▶ _EXERCISE REQUIREMENTS_: Do any lines in the data below contain "collect"? If so, copy every one of them.

[Stored data]
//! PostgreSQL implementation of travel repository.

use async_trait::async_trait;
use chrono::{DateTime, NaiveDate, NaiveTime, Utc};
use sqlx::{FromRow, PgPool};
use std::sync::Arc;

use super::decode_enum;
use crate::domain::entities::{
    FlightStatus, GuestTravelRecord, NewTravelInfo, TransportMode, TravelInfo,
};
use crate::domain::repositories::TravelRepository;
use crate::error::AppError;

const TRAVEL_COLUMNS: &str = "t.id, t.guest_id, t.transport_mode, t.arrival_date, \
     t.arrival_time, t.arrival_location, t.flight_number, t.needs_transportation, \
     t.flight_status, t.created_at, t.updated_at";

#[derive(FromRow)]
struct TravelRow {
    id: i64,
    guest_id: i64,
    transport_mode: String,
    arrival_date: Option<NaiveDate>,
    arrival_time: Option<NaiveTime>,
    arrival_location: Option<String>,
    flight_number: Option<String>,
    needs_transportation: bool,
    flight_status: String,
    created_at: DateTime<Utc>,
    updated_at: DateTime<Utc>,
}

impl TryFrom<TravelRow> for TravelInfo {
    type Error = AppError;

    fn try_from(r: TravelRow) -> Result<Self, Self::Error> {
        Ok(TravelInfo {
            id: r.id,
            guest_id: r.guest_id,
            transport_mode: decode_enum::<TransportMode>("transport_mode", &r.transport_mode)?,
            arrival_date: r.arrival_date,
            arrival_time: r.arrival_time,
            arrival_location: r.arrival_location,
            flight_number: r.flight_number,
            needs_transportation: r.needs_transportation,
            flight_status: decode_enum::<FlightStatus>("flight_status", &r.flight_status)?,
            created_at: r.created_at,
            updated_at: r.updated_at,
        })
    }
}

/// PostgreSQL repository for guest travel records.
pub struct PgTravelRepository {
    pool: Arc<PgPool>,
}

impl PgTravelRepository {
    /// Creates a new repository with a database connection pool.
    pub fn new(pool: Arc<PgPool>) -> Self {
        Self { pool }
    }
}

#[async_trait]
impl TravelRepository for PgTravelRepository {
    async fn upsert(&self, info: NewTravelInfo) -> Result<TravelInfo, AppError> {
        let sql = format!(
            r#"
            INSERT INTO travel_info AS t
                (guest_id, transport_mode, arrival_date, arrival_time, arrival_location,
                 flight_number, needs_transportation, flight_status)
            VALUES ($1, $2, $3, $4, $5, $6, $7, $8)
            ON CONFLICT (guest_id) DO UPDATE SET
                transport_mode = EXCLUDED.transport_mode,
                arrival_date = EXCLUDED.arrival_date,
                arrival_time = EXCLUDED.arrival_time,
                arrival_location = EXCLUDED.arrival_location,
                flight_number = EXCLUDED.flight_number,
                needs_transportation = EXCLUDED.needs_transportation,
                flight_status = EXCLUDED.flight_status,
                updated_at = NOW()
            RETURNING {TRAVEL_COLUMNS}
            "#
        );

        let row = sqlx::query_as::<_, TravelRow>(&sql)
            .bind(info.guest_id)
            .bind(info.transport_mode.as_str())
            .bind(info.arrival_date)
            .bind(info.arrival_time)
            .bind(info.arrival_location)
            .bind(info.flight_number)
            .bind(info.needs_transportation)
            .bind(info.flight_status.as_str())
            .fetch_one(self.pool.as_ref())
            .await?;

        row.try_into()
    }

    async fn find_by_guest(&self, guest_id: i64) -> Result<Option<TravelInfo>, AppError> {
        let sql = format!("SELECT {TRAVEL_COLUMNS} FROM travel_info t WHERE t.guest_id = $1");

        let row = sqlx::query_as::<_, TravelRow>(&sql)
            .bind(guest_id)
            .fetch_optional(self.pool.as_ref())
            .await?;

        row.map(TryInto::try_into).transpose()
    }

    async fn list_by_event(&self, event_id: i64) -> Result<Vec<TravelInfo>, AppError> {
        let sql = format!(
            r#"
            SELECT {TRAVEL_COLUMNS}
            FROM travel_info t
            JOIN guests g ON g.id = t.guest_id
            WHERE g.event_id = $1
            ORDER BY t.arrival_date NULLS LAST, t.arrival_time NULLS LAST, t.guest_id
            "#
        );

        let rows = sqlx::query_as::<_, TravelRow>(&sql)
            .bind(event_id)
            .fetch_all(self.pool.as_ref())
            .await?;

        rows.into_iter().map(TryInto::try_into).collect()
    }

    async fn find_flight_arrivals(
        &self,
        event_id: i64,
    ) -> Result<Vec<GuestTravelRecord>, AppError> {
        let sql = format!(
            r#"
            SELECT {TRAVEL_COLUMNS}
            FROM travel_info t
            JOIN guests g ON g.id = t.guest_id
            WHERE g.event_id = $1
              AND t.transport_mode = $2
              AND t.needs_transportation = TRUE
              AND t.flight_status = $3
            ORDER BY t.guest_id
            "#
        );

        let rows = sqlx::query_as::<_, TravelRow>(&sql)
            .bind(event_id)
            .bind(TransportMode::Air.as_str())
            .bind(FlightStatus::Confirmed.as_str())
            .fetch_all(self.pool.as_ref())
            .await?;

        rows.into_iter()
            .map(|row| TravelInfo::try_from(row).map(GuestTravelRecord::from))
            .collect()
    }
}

▶ _WRITTEN REPLY_:
        rows.into_iter().map(TryInto::try_into).collect()
            .collect()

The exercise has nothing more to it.